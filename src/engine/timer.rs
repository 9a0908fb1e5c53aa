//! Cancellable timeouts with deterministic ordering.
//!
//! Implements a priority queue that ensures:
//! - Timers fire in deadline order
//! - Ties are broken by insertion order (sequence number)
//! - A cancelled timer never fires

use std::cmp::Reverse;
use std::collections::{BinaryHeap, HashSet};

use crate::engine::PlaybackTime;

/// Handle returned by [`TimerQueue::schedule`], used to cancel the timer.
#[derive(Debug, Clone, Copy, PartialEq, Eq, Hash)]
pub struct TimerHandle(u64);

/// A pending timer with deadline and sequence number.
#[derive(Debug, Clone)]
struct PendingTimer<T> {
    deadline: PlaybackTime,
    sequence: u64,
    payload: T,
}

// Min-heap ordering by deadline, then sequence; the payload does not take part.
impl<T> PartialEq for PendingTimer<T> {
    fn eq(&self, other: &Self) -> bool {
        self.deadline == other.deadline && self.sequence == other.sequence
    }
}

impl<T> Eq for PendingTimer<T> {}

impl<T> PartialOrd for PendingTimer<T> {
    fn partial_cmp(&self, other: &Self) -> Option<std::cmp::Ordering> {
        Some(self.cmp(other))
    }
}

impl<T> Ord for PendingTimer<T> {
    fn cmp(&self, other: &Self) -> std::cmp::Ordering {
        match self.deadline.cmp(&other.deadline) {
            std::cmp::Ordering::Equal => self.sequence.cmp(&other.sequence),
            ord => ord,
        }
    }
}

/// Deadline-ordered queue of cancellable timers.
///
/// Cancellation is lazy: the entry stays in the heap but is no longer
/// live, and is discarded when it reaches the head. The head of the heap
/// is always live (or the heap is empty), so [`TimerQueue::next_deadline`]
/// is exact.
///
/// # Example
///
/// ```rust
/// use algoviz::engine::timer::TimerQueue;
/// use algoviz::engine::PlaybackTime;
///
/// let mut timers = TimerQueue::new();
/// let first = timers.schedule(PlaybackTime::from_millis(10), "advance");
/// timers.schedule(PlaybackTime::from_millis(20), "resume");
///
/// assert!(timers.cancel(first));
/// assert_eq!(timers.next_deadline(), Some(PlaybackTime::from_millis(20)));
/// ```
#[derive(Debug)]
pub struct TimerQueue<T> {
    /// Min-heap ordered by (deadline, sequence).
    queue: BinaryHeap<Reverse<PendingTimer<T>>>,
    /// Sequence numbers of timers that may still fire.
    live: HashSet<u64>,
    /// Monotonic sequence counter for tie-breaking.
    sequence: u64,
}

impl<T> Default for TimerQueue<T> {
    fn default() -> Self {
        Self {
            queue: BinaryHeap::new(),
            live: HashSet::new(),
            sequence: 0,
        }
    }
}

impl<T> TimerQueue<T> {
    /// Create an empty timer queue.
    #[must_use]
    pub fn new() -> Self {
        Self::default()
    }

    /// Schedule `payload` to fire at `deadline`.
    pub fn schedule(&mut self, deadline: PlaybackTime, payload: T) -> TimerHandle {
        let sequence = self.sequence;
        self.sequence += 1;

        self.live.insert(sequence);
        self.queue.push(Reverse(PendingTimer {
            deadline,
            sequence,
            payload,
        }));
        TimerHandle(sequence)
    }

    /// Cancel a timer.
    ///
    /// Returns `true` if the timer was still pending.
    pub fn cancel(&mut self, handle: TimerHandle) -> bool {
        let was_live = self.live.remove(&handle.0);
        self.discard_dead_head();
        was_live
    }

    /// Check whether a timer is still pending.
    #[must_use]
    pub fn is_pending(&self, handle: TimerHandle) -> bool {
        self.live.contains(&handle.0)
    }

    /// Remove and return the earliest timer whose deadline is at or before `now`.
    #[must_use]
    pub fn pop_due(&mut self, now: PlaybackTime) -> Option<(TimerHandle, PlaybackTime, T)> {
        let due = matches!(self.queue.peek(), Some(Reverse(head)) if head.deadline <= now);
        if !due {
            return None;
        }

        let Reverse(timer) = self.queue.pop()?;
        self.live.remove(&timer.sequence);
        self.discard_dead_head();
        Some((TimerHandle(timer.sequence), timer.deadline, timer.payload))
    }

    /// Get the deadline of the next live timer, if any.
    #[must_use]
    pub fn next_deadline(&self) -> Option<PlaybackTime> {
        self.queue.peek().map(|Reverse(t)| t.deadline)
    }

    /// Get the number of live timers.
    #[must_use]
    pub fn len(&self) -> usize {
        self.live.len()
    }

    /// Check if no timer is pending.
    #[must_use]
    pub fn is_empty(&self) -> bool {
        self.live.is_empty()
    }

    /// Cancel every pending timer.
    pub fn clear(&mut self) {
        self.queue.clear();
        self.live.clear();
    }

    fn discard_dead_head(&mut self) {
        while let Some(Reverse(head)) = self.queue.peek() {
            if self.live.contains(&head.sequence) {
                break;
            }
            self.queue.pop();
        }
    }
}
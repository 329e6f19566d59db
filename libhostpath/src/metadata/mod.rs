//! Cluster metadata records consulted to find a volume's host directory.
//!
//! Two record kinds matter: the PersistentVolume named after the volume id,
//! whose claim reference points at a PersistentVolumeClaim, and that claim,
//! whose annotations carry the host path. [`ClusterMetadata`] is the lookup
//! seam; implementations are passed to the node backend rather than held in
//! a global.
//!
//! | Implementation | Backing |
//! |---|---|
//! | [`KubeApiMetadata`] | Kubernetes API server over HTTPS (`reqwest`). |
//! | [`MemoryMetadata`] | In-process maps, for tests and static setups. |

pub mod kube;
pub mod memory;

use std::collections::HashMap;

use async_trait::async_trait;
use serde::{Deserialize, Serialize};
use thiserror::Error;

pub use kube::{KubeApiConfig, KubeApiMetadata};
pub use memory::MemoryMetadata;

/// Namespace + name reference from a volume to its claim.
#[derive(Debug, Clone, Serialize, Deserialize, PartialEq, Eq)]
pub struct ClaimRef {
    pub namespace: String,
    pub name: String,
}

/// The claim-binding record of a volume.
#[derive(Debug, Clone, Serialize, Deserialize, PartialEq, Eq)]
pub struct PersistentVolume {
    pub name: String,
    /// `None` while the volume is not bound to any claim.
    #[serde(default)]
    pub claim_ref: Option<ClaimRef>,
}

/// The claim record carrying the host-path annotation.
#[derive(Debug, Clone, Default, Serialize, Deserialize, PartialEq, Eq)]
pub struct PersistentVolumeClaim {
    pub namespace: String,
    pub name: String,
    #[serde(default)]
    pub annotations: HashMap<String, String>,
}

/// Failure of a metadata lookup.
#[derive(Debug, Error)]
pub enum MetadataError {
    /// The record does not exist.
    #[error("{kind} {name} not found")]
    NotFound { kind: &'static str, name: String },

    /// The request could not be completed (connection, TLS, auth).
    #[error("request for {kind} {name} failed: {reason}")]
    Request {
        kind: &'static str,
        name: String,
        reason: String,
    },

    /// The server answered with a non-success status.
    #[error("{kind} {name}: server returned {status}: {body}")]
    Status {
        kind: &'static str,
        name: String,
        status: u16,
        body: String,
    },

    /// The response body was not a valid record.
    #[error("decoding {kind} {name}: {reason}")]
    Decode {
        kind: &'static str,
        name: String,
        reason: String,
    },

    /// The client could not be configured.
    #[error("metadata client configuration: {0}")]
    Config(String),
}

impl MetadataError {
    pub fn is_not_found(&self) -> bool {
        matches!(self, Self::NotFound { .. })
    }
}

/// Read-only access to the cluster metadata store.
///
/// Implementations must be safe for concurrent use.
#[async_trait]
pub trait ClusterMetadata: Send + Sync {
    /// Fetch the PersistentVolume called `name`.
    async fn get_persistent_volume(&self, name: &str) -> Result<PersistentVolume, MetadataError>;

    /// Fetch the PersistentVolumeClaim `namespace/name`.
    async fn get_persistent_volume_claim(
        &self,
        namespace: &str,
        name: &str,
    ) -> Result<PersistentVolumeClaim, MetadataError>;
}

---

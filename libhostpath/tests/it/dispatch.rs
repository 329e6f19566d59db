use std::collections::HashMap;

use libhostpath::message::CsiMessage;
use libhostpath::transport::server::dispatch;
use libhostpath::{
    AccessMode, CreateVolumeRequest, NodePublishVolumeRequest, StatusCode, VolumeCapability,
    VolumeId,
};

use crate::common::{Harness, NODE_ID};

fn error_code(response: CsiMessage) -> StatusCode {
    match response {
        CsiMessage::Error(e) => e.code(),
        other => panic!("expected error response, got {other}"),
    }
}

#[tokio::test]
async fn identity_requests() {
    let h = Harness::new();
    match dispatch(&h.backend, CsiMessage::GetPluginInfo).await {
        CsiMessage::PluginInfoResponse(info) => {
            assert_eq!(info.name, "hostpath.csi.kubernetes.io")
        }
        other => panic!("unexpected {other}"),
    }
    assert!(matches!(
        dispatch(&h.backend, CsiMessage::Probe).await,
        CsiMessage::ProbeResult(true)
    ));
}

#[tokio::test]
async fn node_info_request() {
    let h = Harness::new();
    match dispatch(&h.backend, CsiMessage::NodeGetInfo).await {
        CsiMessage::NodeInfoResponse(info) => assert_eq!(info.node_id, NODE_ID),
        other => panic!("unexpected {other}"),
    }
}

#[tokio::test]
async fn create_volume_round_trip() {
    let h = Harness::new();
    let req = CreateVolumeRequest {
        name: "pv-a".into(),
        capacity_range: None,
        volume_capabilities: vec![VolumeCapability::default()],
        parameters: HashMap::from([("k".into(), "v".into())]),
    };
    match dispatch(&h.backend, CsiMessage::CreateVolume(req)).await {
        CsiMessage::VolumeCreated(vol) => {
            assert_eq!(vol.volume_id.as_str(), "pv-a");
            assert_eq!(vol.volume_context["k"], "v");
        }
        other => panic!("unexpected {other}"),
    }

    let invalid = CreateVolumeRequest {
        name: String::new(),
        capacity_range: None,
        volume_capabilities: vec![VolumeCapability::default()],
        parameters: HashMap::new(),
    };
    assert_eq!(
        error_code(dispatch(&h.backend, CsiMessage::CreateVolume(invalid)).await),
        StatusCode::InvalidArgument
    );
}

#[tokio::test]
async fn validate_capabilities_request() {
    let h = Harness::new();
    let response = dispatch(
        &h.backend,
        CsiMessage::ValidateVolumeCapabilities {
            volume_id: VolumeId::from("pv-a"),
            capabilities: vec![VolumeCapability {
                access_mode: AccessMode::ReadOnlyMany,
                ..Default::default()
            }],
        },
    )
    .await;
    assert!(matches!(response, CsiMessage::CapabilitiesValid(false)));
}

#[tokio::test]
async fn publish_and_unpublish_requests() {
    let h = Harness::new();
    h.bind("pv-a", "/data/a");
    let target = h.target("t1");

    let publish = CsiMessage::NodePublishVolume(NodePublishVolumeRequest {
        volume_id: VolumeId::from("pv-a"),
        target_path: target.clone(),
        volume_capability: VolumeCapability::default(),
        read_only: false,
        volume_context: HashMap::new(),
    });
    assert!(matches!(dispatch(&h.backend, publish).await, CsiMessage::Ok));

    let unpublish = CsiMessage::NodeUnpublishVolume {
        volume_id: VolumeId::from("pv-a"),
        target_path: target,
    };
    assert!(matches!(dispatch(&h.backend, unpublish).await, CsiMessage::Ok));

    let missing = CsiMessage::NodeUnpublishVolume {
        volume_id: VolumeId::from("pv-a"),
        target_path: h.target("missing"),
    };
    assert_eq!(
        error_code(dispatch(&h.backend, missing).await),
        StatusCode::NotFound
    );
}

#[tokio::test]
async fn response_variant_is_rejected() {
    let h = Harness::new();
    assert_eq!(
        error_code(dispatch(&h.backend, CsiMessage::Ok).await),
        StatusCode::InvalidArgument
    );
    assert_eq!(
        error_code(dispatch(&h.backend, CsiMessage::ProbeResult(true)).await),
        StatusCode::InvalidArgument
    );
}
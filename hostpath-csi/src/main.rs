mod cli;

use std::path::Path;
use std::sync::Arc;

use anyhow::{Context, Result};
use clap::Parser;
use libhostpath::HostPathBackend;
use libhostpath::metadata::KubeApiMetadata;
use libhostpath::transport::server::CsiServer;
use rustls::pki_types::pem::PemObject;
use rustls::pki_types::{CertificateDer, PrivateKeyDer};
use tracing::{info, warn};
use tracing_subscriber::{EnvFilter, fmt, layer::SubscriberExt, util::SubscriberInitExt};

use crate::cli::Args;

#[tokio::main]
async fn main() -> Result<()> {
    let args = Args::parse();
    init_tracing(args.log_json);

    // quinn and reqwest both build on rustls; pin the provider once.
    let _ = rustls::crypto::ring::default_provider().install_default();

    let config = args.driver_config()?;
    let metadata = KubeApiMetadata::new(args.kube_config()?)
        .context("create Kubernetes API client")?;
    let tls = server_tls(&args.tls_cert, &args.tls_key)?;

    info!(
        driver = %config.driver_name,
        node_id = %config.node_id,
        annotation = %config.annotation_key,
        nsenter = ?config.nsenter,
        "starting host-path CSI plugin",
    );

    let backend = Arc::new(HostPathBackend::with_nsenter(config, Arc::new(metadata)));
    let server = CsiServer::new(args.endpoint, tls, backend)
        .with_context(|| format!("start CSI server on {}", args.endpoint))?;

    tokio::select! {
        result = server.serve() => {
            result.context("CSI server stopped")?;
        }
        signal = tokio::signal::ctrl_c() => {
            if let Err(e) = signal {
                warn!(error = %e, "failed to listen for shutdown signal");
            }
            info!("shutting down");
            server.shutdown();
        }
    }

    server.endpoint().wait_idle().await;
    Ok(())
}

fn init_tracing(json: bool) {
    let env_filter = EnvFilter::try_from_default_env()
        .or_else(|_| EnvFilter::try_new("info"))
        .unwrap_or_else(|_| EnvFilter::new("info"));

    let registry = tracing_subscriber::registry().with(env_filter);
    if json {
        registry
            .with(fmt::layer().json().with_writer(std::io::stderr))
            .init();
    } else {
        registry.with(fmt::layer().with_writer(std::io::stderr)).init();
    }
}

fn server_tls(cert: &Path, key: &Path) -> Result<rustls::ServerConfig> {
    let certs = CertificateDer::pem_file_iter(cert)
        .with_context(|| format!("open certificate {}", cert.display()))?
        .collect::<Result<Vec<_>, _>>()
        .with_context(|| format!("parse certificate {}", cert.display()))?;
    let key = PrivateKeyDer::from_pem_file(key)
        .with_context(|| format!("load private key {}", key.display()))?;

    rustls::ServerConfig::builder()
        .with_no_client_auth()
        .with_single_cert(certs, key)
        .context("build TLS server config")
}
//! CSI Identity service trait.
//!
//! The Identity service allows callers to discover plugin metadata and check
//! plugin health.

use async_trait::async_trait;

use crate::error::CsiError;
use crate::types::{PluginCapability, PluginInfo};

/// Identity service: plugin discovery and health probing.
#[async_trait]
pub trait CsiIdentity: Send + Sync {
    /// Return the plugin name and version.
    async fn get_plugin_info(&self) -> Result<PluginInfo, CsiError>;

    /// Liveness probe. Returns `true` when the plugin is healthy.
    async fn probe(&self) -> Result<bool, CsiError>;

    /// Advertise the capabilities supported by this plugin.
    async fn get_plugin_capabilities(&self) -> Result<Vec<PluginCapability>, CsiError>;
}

---

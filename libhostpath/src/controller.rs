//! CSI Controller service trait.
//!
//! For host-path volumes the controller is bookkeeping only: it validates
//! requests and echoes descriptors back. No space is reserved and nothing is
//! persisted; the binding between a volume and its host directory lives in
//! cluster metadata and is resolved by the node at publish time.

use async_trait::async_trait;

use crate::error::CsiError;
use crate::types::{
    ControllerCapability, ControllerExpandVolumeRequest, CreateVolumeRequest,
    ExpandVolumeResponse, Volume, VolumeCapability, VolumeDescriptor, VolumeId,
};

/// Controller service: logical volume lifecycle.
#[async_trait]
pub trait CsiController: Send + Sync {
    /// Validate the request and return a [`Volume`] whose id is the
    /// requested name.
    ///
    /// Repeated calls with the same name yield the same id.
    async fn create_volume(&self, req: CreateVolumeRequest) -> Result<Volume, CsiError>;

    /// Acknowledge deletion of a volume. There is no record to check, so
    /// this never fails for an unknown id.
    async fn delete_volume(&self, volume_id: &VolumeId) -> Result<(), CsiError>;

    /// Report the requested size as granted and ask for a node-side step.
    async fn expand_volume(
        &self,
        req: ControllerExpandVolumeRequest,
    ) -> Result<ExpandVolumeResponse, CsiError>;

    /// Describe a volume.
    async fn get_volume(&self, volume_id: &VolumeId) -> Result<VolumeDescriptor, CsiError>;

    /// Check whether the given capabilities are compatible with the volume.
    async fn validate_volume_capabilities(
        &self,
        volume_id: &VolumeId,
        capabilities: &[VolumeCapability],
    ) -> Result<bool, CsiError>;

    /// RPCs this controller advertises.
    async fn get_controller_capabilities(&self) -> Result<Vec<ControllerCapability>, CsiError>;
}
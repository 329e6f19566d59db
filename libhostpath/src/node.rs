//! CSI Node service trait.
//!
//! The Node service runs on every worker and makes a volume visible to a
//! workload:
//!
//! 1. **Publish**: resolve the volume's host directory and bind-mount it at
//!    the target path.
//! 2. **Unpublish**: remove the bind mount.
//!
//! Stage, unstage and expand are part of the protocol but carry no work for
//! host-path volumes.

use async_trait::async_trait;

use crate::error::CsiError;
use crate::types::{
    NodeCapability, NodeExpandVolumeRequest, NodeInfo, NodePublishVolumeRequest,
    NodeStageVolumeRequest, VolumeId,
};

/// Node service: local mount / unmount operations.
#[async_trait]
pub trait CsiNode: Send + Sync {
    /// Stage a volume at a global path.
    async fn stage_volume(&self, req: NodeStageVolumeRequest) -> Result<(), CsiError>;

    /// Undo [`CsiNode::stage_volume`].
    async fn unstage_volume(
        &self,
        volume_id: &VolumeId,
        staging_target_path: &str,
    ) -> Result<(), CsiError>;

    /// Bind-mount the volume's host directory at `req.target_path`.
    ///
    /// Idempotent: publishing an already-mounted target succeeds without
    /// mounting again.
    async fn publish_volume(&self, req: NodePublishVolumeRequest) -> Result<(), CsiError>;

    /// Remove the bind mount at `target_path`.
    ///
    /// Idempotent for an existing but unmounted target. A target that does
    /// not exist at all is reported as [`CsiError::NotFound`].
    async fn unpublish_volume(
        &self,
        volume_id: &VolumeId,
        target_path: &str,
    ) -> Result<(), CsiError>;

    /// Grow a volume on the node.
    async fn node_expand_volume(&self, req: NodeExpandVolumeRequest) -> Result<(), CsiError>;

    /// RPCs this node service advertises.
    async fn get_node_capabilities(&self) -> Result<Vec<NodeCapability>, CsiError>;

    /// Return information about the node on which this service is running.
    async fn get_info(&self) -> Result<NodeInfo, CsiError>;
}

## WORK ITEM:
Going down the listing above, begin printing at the line with "filename src/engine/timer.rs" and finish with the line with "use crate::engine::PlaybackTime;", exactly as they appear.

## YOUR SOLUTION:
filename src/engine/timer.rs
repository 9a0908fb1e5c53aa
//! Cancellable timeouts with deterministic ordering.
//!
//! Implements a priority queue that ensures:
//! - Timers fire in deadline order
//! - Ties are broken by insertion order (sequence number)
//! - A cancelled timer never fires

use std::cmp::Reverse;
use std::collections::{BinaryHeap, HashSet};

use crate::engine::PlaybackTime;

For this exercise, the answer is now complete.